Born: possibly 1774? and died 27 June 1856 at The Hermitage, Snaresbrook, in his 83rd year.
Son of: James Morrison (1738?-1803) and Margaret (possibly Elizabeth) Morrison (nee Duval).
1. Mary Morrison, who died unmarried.
2. Elizabeth (Eliza) Morrison, who died unmarried.
3. Margaret Stokes (nee Morrison, 17??-1797) who married John Stokes and had one daughter born at the Tower of London in 1797 and died aged 15.
4. Ann C Morrison (17??-1824) who died unmarried.
James married: 9 March 1809 at Hemsworth, Yorkshire, Jane Simpson (1789?-1871), only daughter of Rev John Simpson.
James and Jane had issue:
1. Not known
We know of James from the following sources:
1. The "Marsh Family History" compiled Mr W Earnest Marsh in the early 1900s. This does not give us much information except to list his name, wife and dates.

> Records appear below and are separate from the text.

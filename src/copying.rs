//! The copying region (component C4): two equal-sized semispaces,
//! `active` and `spare`. Grounded on the reference implementation's
//! `private/gcpool.hxx` (`GCpool::do_gc_`/`move`) and, for the
//! bump-allocator mechanics, the teacher crate's
//! `bump_pointer_space.rs`.
//!
//! Protocol: allocation always goes into `active`. A collection swaps
//! `active` and `spare` (the old `active`'s contents become the thing
//! being walked, under the name `spare`), copies every reachable object
//! from `spare` into the now-empty `active`, sweeps whatever in `spare`
//! was never visited, then clears `spare` so it is ready to serve as
//! the next collection's copy target.

use crate::gc_info_table::GCInfoIndex;
use crate::header::{BlockState, Header};

pub struct CopyingRegion {
    pub active: crate::arena::Arena,
    pub spare: crate::arena::Arena,
}

impl CopyingRegion {
    pub fn new(semispace_size: usize) -> Self {
        Self {
            active: crate::arena::Arena::new(semispace_size),
            spare: crate::arena::Arena::new(semispace_size),
        }
    }

    pub fn alloc(&mut self, usz: usize, gc_info: GCInfoIndex) -> Option<*mut Header> {
        self.active.alloc(usz, gc_info)
    }

    /// Grows both semispaces to `new_size`, discarding their contents.
    /// Callers must only invoke this with nothing live in either space
    /// (immediately after a collection reclaimed everything, before any
    /// new allocation).
    pub fn grow_empty(&mut self, new_size: usize) {
        self.active = crate::arena::Arena::new(new_size);
        self.spare = crate::arena::Arena::new(new_size);
    }

    /// Step 1 of collect (§4.3): swap the two semispaces. The caller
    /// then walks `spare` (which now holds everything that was live
    /// before this collection) and copies survivors into `active`.
    pub fn swap(&mut self) {
        std::mem::swap(&mut self.active, &mut self.spare);
    }

    /// Copies `old_header`'s payload into `active`, marks the old block
    /// forwarded, and returns the new header. Caller must only ever
    /// call this once per block per collection (guarded by the
    /// visited bit in `collector::walk`).
    pub unsafe fn copy_out(&mut self, old_header: *mut Header, state: BlockState) -> *mut Header {
        let old = &mut *old_header;
        let usz = old.usz;
        let gc_info = old.gc_info;
        let new_header = self
            .active
            .alloc(usz, gc_info)
            .unwrap_or_else(|| crate::error::fatal_error("copying region exhausted mid-collection"));
        std::ptr::copy_nonoverlapping(old.payload(), (*new_header).payload(), usz);
        old.forward_to(state, (*new_header).payload());
        crate::placeholder::overlay_moved(old_header, new_header);
        new_header
    }

    /// Sweep pass over `spare` after a walk: anything still `GcObj`
    /// (i.e. never visited, never forwarded) is unreachable.
    pub fn sweep_spare(&mut self, mut on_unreachable: impl FnMut(*mut Header)) {
        let mut dead = Vec::new();
        self.spare.iterate(|header: *mut Header| {
            let state = unsafe { (*header).state };
            match state {
                BlockState::GcObj => dead.push(header),
                BlockState::GcMoved | BlockState::GcFrozen | BlockState::GcRm => {
                    unsafe { (*header).clear_visited() };
                }
                _ => {}
            }
        });
        for header in dead {
            on_unreachable(header);
            unsafe {
                let h = &mut *header;
                crate::placeholder::overlay_removed(header);
                h.state = BlockState::GcRm;
                h.p = std::ptr::null_mut();
            }
        }
    }

    pub fn clear_spare(&mut self) {
        self.spare.clear();
    }

    pub fn contains(&self, p: *const u8) -> bool {
        self.active.contains(p) || self.spare.contains(p)
    }
}

#[cfg(test)]
mod tests {
    use super::*;
    use crate::gc_info_table::GCInfoTrait;
    use crate::trace::{Collectable, Finalize, Trace, Walker};

    struct Leaf(u64);
    unsafe impl Trace for Leaf {
        fn trace(&mut self, _w: &mut dyn Walker) {}
    }
    unsafe impl Finalize for Leaf {}
    impl Collectable for Leaf {}

    #[test]
    fn copy_out_preserves_bytes_and_forwards() {
        let mut region = CopyingRegion::new(1 << 16);
        let idx = Leaf::index();
        let old = region.alloc(8, idx).unwrap();
        unsafe {
            *(*old).payload().cast::<u64>() = 0xdead_beef;
        }
        region.swap();
        let new = unsafe { region.copy_out(old, BlockState::GcMoved) };
        unsafe {
            assert_eq!(*(*new).payload().cast::<u64>(), 0xdead_beef);
            assert_eq!((*old).state, BlockState::GcMoved);
            assert_eq!((*old).p, (*new).payload());
        }
    }
}
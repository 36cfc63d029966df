use driftgc::{allocate, gc, register_root, report, unregister_root, Collectable, Finalize, Gc, Trace, Walker};

enum Node {
    Nil,
    Cons { value: i64, next: Gc<Node> },
}

unsafe impl Trace for Node {
    fn trace(&mut self, walker: &mut dyn Walker) {
        if let Self::Cons { next, .. } = self {
            next.trace(walker);
        }
    }
}

unsafe impl Finalize for Node {}
impl Collectable for Node {}

fn main() {
    let mut head = allocate(Node::Nil);
    for value in 0..8 {
        head = allocate(Node::Cons { value, next: head });
    }
    register_root("head", &mut head);

    gc().expect("collection found a dangling root");
    let mut sum = 0i64;
    let mut cursor = head;
    while let Node::Cons { value, next } = &*cursor {
        sum += value;
        let next = *next;
        cursor = next;
    }
    println!("sum of list survived collection: {}", sum);

    unregister_root(&mut head);
    gc().expect("collection found a dangling root");
    print!("{}", report());
}
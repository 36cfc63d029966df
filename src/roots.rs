//! Strong-root table (component C7), grounded on the reference
//! implementation's `private/ptrpool.hxx`. Unlike the weak table (C9)
//! this one has no sort-order invariant to maintain: root slots are
//! rare relative to weak slots and a linear scan is good enough both
//! for registration checks and for `update_pp`.

use std::ptr::NonNull;

use crate::gcref::UntypedGc;
use crate::header::Header;

struct Entry {
    label: String,
    header: NonNull<Header>,
    slot: NonNull<UntypedGc>,
}

#[derive(Default)]
pub struct RootTable {
    entries: Vec<Entry>,
}

impl RootTable {
    pub fn new() -> Self {
        Self::default()
    }

    /// Registers `slot` as a root under `label`. `slot` is ordinary
    /// client-owned storage (stack, heap, global) holding a live
    /// `Gc<T>`; there is nothing to validate about where `slot` itself
    /// lives, only that the value it currently holds has a sane header.
    pub fn register(&mut self, label: impl Into<String>, slot: NonNull<UntypedGc>) {
        let value = unsafe { *slot.as_ptr() };
        let header = value.header_ptr();
        self.entries.push(Entry {
            label: label.into(),
            header: NonNull::new(header).unwrap(),
            slot,
        });
    }

    pub fn unregister(&mut self, slot: NonNull<UntypedGc>) {
        self.entries.retain(|e| e.slot != slot);
    }

    pub fn unregister_all(&mut self) {
        self.entries.clear();
    }

    pub fn len(&self) -> usize {
        self.entries.len()
    }

    pub fn is_empty(&self) -> bool {
        self.entries.is_empty()
    }

    /// Runs `f(label, slot)` for every registered root; `f` is expected
    /// to rewrite `*slot` in place via `collector::walk`.
    pub fn walk(&mut self, mut f: impl FnMut(&str, &mut UntypedGc)) {
        for entry in &mut self.entries {
            let slot = unsafe { &mut *entry.slot.as_ptr() };
            f(&entry.label, slot);
            entry.header = NonNull::new(slot.header_ptr()).unwrap();
        }
    }

    /// Rewrites every entry whose cached header is `old` to `new`,
    /// following a freeze/unfreeze migration (§4.4). Updates both the
    /// cached header and the client's own slot value.
    pub fn update_pp(&mut self, old: NonNull<Header>, new: NonNull<Header>) {
        for entry in &mut self.entries {
            if entry.header == old {
                entry.header = new;
                unsafe {
                    *entry.slot.as_ptr() = UntypedGc::from_header(new);
                }
            }
        }
    }
}

#[cfg(test)]
mod tests {
    use super::*;

    #[test]
    fn unregister_removes_exact_slot() {
        let mut table = RootTable::new();
        assert_eq!(table.len(), 0);
        table.unregister_all();
        assert!(table.is_empty());
    }
}
//! A contiguous, `mmap`-backed, bump-allocated byte region (component
//! C3). Grounded on the teacher crate's `mmap.rs` (raw `libc::mmap`,
//! not the unused `memmap2` dependency the teacher's `Cargo.toml`
//! declares) and `bump_pointer_space.rs` (bump-cursor allocation).
//! Single-mutator, so the cursor is a plain `usize`, not the teacher's
//! atomic `compare_exchange_weak` loop — there is nothing else that
//! could be racing it.

use crate::gc_info_table::GCInfoIndex;
use crate::header::{BlockState, Header};

/// Anonymous, zero-filled virtual memory reserved up front. Released on
/// `Drop`.
pub struct Mmap {
    start: *mut u8,
    size: usize,
}

impl Mmap {
    pub fn new(size: usize) -> Self {
        unsafe {
            let map = libc::mmap(
                std::ptr::null_mut(),
                size,
                libc::PROT_READ | libc::PROT_WRITE,
                libc::MAP_PRIVATE | libc::MAP_ANON,
                -1,
                0,
            );
            if map == libc::MAP_FAILED {
                crate::error::fatal_error("mmap failed while reserving arena");
            }
            libc::madvise(map, size, libc::MADV_SEQUENTIAL);
            Self {
                start: map as *mut u8,
                size,
            }
        }
    }

    pub fn start(&self) -> *mut u8 {
        self.start
    }

    pub fn size(&self) -> usize {
        self.size
    }
}

impl Drop for Mmap {
    fn drop(&mut self) {
        unsafe {
            libc::munmap(self.start as *mut _, self.size);
        }
    }
}

/// Visits a block during a scan of the arena. Returns whatever the
/// caller needs; `Arena::iterate` just calls it once per block in
/// address order.
pub trait BlockVisitor {
    fn visit(&mut self, header: *mut Header);
}

impl<F: FnMut(*mut Header)> BlockVisitor for F {
    fn visit(&mut self, header: *mut Header) {
        self(header)
    }
}

pub struct Arena {
    mmap: Mmap,
    /// Byte offset of the bump cursor, relative to `mmap.start()`.
    cursor: usize,
}

impl Arena {
    pub fn new(size: usize) -> Self {
        Self {
            mmap: Mmap::new(size),
            cursor: 0,
        }
    }

    pub fn capacity(&self) -> usize {
        self.mmap.size()
    }

    pub fn used(&self) -> usize {
        self.cursor
    }

    pub fn start(&self) -> *mut u8 {
        self.mmap.start()
    }

    pub fn contains(&self, p: *const u8) -> bool {
        let start = self.mmap.start() as usize;
        let end = start + self.mmap.size();
        let p = p as usize;
        p >= start && p < end
    }

    /// Resets the bump cursor to the start, discarding all blocks. Used
    /// when a just-swapped-in semispace becomes the active one.
    pub fn clear(&mut self) {
        self.cursor = 0;
    }

    /// Sets the bump cursor directly. Used by `resize` after bulk
    /// copying an existing arena's raw bytes into a freshly grown one.
    pub fn adopt_used(&mut self, used: usize) {
        self.cursor = used;
    }

    /// Allocates a block for a `usz`-byte payload of the given
    /// `gc_info` type, in `GcObj` state. Returns `None` if the arena is
    /// exhausted.
    pub fn alloc(&mut self, usz: usize, gc_info: GCInfoIndex) -> Option<*mut Header> {
        let sz = Header::block_size(usz);
        if self.cursor + sz > self.mmap.size() {
            return None;
        }
        let header_ptr = (self.mmap.start() as usize + self.cursor) as *mut Header;
        self.cursor += sz;
        unsafe {
            Header::init(header_ptr, BlockState::GcObj, sz, usz, gc_info, self.mmap.start());
        }
        Some(header_ptr)
    }

    /// Calls `visitor` once per block from the start of the arena up to
    /// the current bump cursor, trusting each block's `sz` to advance.
    pub fn iterate(&self, mut visitor: impl BlockVisitor) {
        let mut offset = 0usize;
        while offset < self.cursor {
            let header_ptr = (self.mmap.start() as usize + offset) as *mut Header;
            let header = unsafe { &*header_ptr };
            if cfg!(debug_assertions) && unsafe { !header.check() } {
                crate::error::fatal_error("corrupt block header during arena scan");
            }
            visitor.visit(header_ptr);
            offset += header.sz;
        }
    }
}

#[cfg(test)]
mod tests {
    use super::*;
    use crate::gc_info_table::GCInfoTrait;
    use crate::trace::{Collectable, Finalize, Trace, Walker};

    struct Leaf(u64);
    unsafe impl Trace for Leaf {
        fn trace(&mut self, _w: &mut dyn Walker) {}
    }
    unsafe impl Finalize for Leaf {}
    impl Collectable for Leaf {}

    #[test]
    fn bump_alloc_and_iterate() {
        let mut arena = Arena::new(1 << 16);
        let idx = Leaf::index();
        let h1 = arena.alloc(std::mem::size_of::<Leaf>(), idx).unwrap();
        let h2 = arena.alloc(std::mem::size_of::<Leaf>(), idx).unwrap();
        assert_ne!(h1, h2);
        let mut count = 0;
        arena.iterate(|_h: *mut Header| count += 1);
        assert_eq!(count, 2);
    }

    #[test]
    fn exhaustion_returns_none() {
        let mut arena = Arena::new(256);
        let idx = Leaf::index();
        let mut allocs = 0;
        while arena.alloc(64, idx).is_some() {
            allocs += 1;
            if allocs > 100 {
                break;
            }
        }
        assert!(allocs > 0);
        assert!(arena.alloc(usize::MAX / 2, idx).is_none());
    }
}
//! Fixed payload overlays written onto dead or forwarded blocks,
//! grounded on the reference implementation's `private/moved.hxx`,
//! `removed.hxx` and `fremoved.hxx`. The REDESIGN FLAGS section calls
//! for dispatching on these through the header's state tag rather than
//! through a polymorphic placeholder object reconstructed via
//! `transmute`-a-vtable; these structs exist purely so the bytes behind
//! a dead or forwarded payload read as a recognizable sentinel (useful
//! under a debugger or `check()`) — nothing in this crate ever calls a
//! method through them. All state-dependent behavior is driven by
//! `Header::state` (see `collector::walk`).

use crate::header::Header;

/// Overlaid on a `GcMoved`/`GcFrozen`/`Unfrozen` block's old payload.
/// `dest` duplicates `Header::p` so the overlay is self-describing even
/// without consulting the header.
#[repr(C)]
pub struct Moved {
    pub dest: *mut Header,
}

/// Overlaid on a `GcRm`/`LRemoved` block: there is nothing left to say.
#[repr(C)]
pub struct Removed;

/// Overlaid on an `FRemoved` block in the pinned region's free-list
/// (component C5). `next`/`prev` thread the list in address order.
#[repr(C)]
pub struct FreeListNode {
    pub next: *mut Header,
    pub prev: *mut Header,
}

/// # Safety
/// `header` must designate a block at least as large as `Moved` whose
/// state has just been set to one of the forwarded states.
pub unsafe fn overlay_moved(header: *mut Header, dest: *mut Header) {
    let payload = (*header).payload() as *mut Moved;
    payload.write(Moved { dest });
}

/// # Safety
/// `header` must designate a block whose state has just been set to a
/// terminal dead state with no free-list linkage (`GcRm`/`LRemoved`).
pub unsafe fn overlay_removed(header: *mut Header) {
    let payload = (*header).payload() as *mut Removed;
    payload.write(Removed);
}

/// # Safety
/// `header` must designate an `FRemoved` block at least as large as
/// `FreeListNode`, which `Header::block_size` guarantees for every
/// block (the minimum block size covers the free-list node payload).
pub unsafe fn overlay_free_node(header: *mut Header, next: *mut Header, prev: *mut Header) {
    let payload = (*header).payload() as *mut FreeListNode;
    payload.write(FreeListNode { next, prev });
}

/// # Safety
/// `header` must designate an `FRemoved` block previously overlaid with
/// `overlay_free_node`.
pub unsafe fn free_node(header: *mut Header) -> &'static mut FreeListNode {
    &mut *((*header).payload() as *mut FreeListNode)
}
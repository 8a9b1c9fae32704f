//! Reader: token stream to `Value` trees, one top-level form at a time.
//!
//! The grammar is the classic S-expression shape:
//!
//! ```text
//! form := atom | list | ' form
//! list := '(' form* ')'
//! atom := integer | float | symbol | string | boolean
//! ```
//!
//! [`Reader::read_form`] returns `Ok(None)` at end of input, which is how
//! the REPL distinguishes "nothing to evaluate" from a form that evaluated
//! to `()`. The `'x` shorthand reads as `(quote x)`.

use crate::lexer::{Lexer, Token, TokenKind, tokenize};
use crate::value::{Value, intern};
use crate::{Error, MAX_READ_DEPTH, ParseError};

/// Pulls forms out of a token stream.
pub struct Reader<'a> {
    tokens: Lexer<'a>,
}

impl<'a> Reader<'a> {
    pub fn new(source: &'a str) -> Self {
        Reader {
            tokens: tokenize(source),
        }
    }

    /// Read the next top-level form, or `Ok(None)` at end of input.
    pub fn read_form(&mut self) -> Result<Option<Value>, Error> {
        match self.next_token()? {
            None => Ok(None),
            Some(token) => self.read_value(token, 0).map(Some),
        }
    }

    fn next_token(&mut self) -> Result<Option<Token<'a>>, Error> {
        match self.tokens.next() {
            None => Ok(None),
            Some(Err(e)) => Err(e.into()),
            Some(Ok(token)) => Ok(Some(token)),
        }
    }

    fn read_value(&mut self, token: Token<'a>, depth: usize) -> Result<Value, Error> {
        if depth >= MAX_READ_DEPTH {
            return Err(ParseError::TooDeeplyNested {
                position: token.position,
            }
            .into());
        }

        match token.kind {
            TokenKind::Integer(n) => Ok(Value::Integer(n)),
            TokenKind::Float(x) => Ok(Value::Float(x)),
            TokenKind::Boolean(b) => Ok(Value::Bool(b)),
            TokenKind::Str(s) => Ok(Value::string(s)),
            TokenKind::Symbol(name) => Ok(Value::Symbol(intern(name))),
            TokenKind::Quote => {
                let next = self
                    .next_token()?
                    .ok_or(ParseError::UnexpectedEof)?;
                let quoted = self.read_value(next, depth + 1)?;
                Ok(Value::list(vec![Value::Symbol(intern("quote")), quoted]))
            }
            TokenKind::LeftParen => self.read_list(depth),
            TokenKind::RightParen => Err(ParseError::UnmatchedClose {
                position: token.position,
            }
            .into()),
        }
    }

    fn read_list(&mut self, depth: usize) -> Result<Value, Error> {
        let mut items = Vec::new();

        loop {
            let token = self
                .next_token()?
                .ok_or(ParseError::UnexpectedEof)?;

            match token.kind {
                TokenKind::RightParen => return Ok(Value::list(items)),
                _ => items.push(self.read_value(token, depth + 1)?),
            }
        }
    }
}

/// Read the first form of `source`. Convenience for tests and embedders
/// that evaluate one expression at a time.
pub fn read(source: &str) -> Result<Option<Value>, Error> {
    Reader::new(source).read_form()
}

2. Information supplied to be by William Morrison-Bell in 2005.
3. A manuscript in the University of London Library.
A note from the University of London library:
Sir James William Morrison (1774-1850) was Third Clerk to the Master of the Royal Mint, 1792, and also worked as an assistant in the melting house. On 31 Dec 1801, he replaced his father, James Morrison, as First Clerk, Purveyor and Deputy Master of the Mint, a post which he held until 1850.
There exists in the University of London library a document:
Manuscript volume containing a treatise by Sir James William Morrison, First Clerk and Deputy Master of the Royal Mint, entitled 'Memoirs and observations on the melting and casting of silver for the coinage at his Majesty's Mint', 1807. The manuscript discusses previous techniques in melting, especially experiments made by his father James Morrison, Deputy Master of the Mint from 1787-1799, based on his papers, and his own experiments made with the help of Robert Mushet, Third Clerk to the Master of the Mint, and Robert Bingley, the Assay Master (1798-1836).
I understand that there is a monument to James Williams Morrison in the St Nicholas parish church in Sutton, Surrey. It records he was Deputy Master of the Mint. It is also recorded that Lady Morrison contributed "munificently" to the rebuilding of the church in 1862 and the east window is attributed as her gift. The window has no inscription but in a small pane there is the picture of a lady lifting a window with identical tracery into position.